▶ **INSTRUCTIONS FOR THE TASK**: Take the entries below and print, exactly, the stretch from the line containing "2026 Bruno Meilick" through the line containing "is proprietary software.", both included.

▶ **DATA FOR THIS EXERCISE**:
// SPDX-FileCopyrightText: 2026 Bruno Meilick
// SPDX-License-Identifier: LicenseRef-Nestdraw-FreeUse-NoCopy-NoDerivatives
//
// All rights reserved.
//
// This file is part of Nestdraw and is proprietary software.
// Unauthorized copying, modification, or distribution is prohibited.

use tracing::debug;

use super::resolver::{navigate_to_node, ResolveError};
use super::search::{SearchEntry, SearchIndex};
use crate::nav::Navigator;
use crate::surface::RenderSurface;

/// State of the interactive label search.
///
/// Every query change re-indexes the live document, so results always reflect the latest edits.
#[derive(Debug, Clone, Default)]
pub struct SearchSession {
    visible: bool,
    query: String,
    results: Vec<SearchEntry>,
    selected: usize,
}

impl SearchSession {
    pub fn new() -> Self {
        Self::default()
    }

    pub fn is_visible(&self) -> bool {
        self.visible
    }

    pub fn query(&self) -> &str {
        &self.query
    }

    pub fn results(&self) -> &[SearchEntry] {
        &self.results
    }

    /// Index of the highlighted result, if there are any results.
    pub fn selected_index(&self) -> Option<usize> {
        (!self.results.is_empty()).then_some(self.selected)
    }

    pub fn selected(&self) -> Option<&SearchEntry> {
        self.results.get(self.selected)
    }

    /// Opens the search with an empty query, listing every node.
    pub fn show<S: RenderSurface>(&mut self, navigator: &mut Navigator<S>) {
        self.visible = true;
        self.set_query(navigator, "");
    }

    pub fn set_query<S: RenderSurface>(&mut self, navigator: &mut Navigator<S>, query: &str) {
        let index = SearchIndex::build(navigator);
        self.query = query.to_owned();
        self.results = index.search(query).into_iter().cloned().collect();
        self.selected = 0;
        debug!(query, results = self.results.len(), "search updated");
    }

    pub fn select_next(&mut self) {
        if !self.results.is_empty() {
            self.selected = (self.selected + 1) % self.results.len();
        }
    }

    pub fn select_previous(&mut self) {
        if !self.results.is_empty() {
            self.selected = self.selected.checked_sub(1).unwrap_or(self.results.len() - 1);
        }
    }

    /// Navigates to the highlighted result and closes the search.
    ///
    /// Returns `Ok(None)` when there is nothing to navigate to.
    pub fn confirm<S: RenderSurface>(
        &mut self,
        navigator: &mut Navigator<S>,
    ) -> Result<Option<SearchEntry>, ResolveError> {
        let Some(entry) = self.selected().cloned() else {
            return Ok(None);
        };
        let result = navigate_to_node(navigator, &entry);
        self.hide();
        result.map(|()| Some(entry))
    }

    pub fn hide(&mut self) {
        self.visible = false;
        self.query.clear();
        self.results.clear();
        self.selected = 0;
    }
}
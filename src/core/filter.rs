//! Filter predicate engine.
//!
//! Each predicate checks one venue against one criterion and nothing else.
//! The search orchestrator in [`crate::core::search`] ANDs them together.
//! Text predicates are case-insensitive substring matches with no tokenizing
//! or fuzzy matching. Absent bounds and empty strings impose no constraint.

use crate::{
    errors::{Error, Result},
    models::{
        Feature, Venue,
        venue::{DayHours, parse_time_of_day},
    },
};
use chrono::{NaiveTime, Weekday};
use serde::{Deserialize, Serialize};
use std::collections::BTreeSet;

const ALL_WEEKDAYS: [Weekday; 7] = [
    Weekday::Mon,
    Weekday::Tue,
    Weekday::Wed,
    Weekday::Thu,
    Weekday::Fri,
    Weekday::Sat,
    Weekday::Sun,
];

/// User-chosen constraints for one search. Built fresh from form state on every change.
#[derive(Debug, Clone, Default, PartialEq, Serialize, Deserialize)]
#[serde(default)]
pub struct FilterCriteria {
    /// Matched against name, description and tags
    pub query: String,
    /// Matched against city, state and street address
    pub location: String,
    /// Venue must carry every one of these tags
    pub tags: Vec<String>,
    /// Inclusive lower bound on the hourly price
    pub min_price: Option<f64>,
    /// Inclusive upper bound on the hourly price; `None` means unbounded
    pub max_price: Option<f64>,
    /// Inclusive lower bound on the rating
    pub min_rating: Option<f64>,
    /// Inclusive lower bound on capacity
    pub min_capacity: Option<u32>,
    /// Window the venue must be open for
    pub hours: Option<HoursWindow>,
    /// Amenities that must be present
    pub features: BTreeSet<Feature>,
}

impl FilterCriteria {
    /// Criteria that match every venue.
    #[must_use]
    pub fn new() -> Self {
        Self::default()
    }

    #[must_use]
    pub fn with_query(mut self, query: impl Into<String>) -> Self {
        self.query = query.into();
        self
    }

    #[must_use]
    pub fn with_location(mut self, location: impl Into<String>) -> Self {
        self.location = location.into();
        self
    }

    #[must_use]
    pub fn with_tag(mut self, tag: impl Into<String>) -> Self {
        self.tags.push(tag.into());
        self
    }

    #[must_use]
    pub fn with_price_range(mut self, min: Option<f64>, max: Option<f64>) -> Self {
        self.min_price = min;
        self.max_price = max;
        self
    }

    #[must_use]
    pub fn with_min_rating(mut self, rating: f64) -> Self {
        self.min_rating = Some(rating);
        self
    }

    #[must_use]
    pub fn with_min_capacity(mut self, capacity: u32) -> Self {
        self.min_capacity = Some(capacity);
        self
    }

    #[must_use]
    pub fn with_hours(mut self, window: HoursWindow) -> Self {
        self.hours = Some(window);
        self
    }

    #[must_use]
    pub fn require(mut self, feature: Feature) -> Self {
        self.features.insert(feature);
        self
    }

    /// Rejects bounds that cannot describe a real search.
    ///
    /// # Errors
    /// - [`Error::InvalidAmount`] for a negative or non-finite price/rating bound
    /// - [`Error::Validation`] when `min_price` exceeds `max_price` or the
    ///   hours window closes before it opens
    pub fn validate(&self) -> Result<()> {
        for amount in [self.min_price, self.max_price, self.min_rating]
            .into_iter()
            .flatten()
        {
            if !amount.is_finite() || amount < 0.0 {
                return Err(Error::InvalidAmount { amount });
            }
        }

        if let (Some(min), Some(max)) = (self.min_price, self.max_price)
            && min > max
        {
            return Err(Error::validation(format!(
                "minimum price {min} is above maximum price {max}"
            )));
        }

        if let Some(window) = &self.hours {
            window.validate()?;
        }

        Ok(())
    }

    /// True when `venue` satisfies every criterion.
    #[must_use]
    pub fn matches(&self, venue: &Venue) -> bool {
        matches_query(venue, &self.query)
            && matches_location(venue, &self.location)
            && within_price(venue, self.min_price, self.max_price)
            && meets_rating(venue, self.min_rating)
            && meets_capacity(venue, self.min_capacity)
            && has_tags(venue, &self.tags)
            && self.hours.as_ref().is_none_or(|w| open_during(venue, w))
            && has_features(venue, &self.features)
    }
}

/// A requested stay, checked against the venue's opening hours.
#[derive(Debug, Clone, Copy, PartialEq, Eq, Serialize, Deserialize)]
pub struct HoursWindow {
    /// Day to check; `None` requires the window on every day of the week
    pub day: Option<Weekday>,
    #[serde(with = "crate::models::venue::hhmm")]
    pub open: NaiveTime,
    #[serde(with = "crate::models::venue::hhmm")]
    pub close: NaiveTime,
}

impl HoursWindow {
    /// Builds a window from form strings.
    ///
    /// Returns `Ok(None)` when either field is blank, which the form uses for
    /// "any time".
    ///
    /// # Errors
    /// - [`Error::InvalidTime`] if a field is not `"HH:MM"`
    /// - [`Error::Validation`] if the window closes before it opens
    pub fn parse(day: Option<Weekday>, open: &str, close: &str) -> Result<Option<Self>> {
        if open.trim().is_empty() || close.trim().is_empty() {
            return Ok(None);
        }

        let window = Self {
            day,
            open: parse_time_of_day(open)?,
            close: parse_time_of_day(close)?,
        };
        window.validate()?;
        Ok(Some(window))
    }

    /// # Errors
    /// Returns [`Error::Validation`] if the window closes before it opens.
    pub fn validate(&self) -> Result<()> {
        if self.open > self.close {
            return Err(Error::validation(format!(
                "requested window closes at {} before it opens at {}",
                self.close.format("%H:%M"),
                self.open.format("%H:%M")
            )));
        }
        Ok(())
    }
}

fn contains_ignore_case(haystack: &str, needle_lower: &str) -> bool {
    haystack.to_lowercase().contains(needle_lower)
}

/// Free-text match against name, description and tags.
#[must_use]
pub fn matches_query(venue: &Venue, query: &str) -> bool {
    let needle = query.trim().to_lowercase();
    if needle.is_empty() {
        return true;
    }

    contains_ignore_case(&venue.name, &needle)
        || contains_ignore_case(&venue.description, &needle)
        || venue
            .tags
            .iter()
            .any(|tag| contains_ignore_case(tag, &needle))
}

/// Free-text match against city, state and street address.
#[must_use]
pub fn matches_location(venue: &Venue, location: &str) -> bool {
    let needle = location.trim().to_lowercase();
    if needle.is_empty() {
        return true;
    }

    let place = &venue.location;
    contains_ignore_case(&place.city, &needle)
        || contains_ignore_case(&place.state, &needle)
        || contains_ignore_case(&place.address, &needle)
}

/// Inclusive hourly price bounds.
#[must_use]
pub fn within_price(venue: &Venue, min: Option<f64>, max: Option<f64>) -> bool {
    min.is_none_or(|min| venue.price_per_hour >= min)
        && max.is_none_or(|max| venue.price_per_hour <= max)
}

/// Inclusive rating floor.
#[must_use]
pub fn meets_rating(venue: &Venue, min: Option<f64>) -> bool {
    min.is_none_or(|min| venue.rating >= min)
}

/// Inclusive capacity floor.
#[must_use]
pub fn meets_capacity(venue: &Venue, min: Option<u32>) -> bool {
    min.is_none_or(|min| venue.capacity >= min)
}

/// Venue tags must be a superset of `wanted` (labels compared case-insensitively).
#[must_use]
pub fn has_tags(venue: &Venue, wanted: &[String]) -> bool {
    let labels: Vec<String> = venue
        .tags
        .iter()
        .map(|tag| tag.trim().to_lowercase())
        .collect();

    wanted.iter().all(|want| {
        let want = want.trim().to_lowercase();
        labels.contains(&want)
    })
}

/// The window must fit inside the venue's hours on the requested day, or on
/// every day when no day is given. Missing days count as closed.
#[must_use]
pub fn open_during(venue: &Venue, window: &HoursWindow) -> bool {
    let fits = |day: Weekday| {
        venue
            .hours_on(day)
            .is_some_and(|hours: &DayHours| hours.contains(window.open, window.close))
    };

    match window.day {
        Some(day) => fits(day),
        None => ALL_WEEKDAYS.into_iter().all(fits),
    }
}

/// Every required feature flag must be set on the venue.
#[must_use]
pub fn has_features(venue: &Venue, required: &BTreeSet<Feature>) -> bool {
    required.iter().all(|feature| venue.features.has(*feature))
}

---

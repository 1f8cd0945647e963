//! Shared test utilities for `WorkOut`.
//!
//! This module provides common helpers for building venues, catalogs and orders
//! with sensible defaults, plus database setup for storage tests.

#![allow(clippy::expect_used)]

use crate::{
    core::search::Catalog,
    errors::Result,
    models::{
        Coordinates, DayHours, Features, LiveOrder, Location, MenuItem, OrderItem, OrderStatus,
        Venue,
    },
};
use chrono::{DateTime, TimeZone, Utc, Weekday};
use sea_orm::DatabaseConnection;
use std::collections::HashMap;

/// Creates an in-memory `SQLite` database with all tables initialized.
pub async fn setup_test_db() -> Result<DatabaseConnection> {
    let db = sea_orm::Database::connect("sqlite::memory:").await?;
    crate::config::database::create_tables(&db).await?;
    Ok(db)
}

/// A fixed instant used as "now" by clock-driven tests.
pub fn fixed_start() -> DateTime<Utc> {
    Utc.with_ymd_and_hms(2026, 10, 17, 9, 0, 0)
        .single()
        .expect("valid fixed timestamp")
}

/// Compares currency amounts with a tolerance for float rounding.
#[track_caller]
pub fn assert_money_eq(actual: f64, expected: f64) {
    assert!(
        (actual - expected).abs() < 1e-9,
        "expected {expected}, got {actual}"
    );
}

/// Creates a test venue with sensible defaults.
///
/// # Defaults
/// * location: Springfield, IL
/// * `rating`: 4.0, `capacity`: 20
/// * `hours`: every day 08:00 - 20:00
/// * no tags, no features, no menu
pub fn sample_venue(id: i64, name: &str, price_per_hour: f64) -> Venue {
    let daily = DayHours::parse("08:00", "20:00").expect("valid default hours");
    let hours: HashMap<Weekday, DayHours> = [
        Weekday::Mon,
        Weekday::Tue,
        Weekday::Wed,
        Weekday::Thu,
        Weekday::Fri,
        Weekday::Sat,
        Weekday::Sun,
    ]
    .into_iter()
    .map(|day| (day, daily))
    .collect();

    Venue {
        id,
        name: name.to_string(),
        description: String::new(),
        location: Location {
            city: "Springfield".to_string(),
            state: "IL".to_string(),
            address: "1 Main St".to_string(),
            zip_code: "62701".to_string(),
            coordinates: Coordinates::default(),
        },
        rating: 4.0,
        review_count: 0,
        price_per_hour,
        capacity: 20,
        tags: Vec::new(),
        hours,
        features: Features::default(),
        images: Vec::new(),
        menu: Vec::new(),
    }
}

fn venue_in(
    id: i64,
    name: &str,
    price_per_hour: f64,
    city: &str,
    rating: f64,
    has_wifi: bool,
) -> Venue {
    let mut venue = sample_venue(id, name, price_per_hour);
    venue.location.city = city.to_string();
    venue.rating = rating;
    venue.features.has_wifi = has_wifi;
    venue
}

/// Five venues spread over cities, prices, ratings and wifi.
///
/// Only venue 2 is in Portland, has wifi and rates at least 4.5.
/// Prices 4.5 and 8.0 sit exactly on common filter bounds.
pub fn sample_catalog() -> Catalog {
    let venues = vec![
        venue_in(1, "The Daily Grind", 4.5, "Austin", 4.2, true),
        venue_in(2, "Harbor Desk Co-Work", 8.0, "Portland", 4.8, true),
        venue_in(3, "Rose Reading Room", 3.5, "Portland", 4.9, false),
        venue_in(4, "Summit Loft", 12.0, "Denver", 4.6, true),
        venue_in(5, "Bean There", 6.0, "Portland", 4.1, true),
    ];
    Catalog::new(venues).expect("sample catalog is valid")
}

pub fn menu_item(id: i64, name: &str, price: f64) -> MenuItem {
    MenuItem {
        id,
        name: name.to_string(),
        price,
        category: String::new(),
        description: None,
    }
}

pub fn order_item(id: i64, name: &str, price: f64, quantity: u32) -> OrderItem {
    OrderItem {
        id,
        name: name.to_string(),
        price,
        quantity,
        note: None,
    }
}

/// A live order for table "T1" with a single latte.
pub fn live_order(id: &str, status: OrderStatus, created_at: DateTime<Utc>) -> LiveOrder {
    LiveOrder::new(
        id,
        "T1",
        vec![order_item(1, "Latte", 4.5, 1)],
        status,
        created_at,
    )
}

▶ **TASK ANSWER**:
// SPDX-FileCopyrightText: 2026 Bruno Meilick
// SPDX-License-Identifier: LicenseRef-Nestdraw-FreeUse-NoCopy-NoDerivatives
//
// All rights reserved.
//
// This file is part of Nestdraw and is proprietary software.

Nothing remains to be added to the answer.